Exercise requirements >> Through the line that contains "use crate::error::AppError;", return the data below exactly, starting at its first line; leave the rest out.

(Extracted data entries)
-*-*-

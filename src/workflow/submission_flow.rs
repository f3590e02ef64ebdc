//! 提交评分流程 - 流程层
//!
//! 核心职责：定义"一份提交"的完整评分流程
//!
//! 流程顺序：
//! 1. 在题库中找到参考答案
//! 2. 截断超长的提交代码 → 相似度评分
//! 3. AI 创意评分（可选，失败不影响记录）
//! 4. 写入结果文件

use std::sync::Arc;

use anyhow::{Context, Result};
use tracing::{info, warn};

use crate::config::Config;
use crate::error::AppError;
use crate::models::{CreativityScore, Question, QuestionBank, Submission, SubmissionRecord};
use crate::scoring::{compare_with_breakdown, CodePair, ScoreResult, SimilarityBreakdown};
use crate::services::input_guard::exceeds_limit;
use crate::services::{bound_input, LlmService, ResultWriter};
use crate::workflow::submission_ctx::SubmissionCtx;

/// 提交评分流程
///
/// - 编排单份提交的评分流程
/// - 不关心批次与并发
/// - 只依赖题库和业务能力（services）
pub struct SubmissionFlow {
    bank: Arc<QuestionBank>,
    llm_service: Option<LlmService>,
    result_writer: ResultWriter,
    max_input_chars: usize,
    verbose_logging: bool,
}

impl SubmissionFlow {
    /// 创建新的评分流程
    pub fn new(config: &Config, bank: Arc<QuestionBank>) -> Self {
        Self {
            bank,
            llm_service: config.enable_ai_scoring.then(|| LlmService::new(config)),
            result_writer: ResultWriter::with_path(&config.results_file),
            max_input_chars: config.max_input_chars,
            verbose_logging: config.verbose_logging,
        }
    }

    pub async fn run(&self, submission: &Submission, ctx: &SubmissionCtx) -> Result<SubmissionRecord> {
        // ========== 1. 查找参考答案 ==========
        let question = self
            .bank
            .resolve(&submission.question)
            .ok_or_else(|| AppError::question_not_found(submission.question))?;

        info!(
            "{} 🔍 对照参考答案: 第 {} 轮 {}",
            ctx, question.roundno, question.title
        );

        // ========== 2. 相似度评分 ==========
        let similarity = self.score_similarity(question, submission, ctx).await?;

        if similarity.is_degraded() {
            warn!("{} ⚠️ 相似度无法计算，记为 0 分", ctx);
        } else {
            info!(
                "{} ✓ 相似度得分: {} ({})",
                ctx, similarity.score, similarity.details
            );
        }

        // ========== 3. AI 创意评分 ==========
        let creativity = self.score_creativity(submission, ctx).await;

        // ========== 4. 写入结果 ==========
        let record = SubmissionRecord::new(submission, question, similarity, creativity);
        self.result_writer
            .append(&record)
            .await
            .with_context(|| format!("{} 写入评分结果失败", ctx))?;

        Ok(record)
    }

    /// 相似度评分（在阻塞线程中计算）
    ///
    /// 只截断提交的代码，参考答案来自题库，按原样参与比较。
    async fn score_similarity(
        &self,
        question: &Question,
        submission: &Submission,
        ctx: &SubmissionCtx,
    ) -> Result<ScoreResult> {
        let reference = question.reference();
        let submitted = submission.code();

        let reference_html = reference.html.to_string();
        let reference_css = reference.css.to_string();
        let submitted_html = self.bounded(submitted.html, ctx, "提交 HTML");
        let submitted_css = self.bounded(submitted.css, ctx, "提交 CSS");

        let (similarity, breakdown) = tokio::task::spawn_blocking(move || {
            compare_with_breakdown(
                CodePair::new(&reference_html, Some(reference_css.as_str())),
                CodePair::new(&submitted_html, Some(submitted_css.as_str())),
            )
        })
        .await
        .with_context(|| format!("{} 评分任务执行失败", ctx))?;

        if let Some(breakdown) = breakdown.filter(|_| self.verbose_logging) {
            self.log_breakdown(ctx, &breakdown);
        }

        Ok(similarity)
    }

    /// AI 创意评分，失败时返回 None
    async fn score_creativity(
        &self,
        submission: &Submission,
        ctx: &SubmissionCtx,
    ) -> Option<CreativityScore> {
        let llm_service = self.llm_service.as_ref()?;

        info!("{} 🤖 正在请求 AI 创意评分...", ctx);
        let code = submission.code();
        let html = self.bounded(code.html, ctx, "提交 HTML");
        let css = self.bounded(code.css, ctx, "提交 CSS");

        match llm_service.evaluate_creativity(&html, &css).await {
            Ok(creativity) => {
                info!(
                    "{} ✓ AI 创意分: {} ({})",
                    ctx, creativity.score, creativity.feedback
                );
                Some(creativity)
            }
            Err(e) => {
                warn!("{} ⚠️ AI 创意评分失败，仅记录相似度得分: {:#}", ctx, e);
                None
            }
        }
    }

    fn bounded(&self, text: &str, ctx: &SubmissionCtx, label: &str) -> String {
        if exceeds_limit(text, self.max_input_chars) {
            warn!(
                "{} ⚠️ {} 超过 {} 字符，已截断",
                ctx, label, self.max_input_chars
            );
        }
        bound_input(text, self.max_input_chars).to_string()
    }

    // ========== 日志辅助方法 ==========

    fn log_breakdown(&self, ctx: &SubmissionCtx, breakdown: &SimilarityBreakdown) {
        info!(
            "{}   文本 {:.3} | 结构 {:.3} | HTML {:.3} | CSS {:.3}",
            ctx, breakdown.text, breakdown.tag, breakdown.html, breakdown.css
        );
    }
}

-*-*-

Task solution >>
filename src/workflow/submission_flow.rs
repository f3590e02ef64ebdc
//! 提交评分流程 - 流程层
//!
//! 核心职责：定义"一份提交"的完整评分流程
//!
//! 流程顺序：
//! 1. 在题库中找到参考答案
//! 2. 截断超长的提交代码 → 相似度评分
//! 3. AI 创意评分（可选，失败不影响记录）
//! 4. 写入结果文件

use std::sync::Arc;

use anyhow::{Context, Result};
use tracing::{info, warn};

use crate::config::Config;
use crate::error::AppError;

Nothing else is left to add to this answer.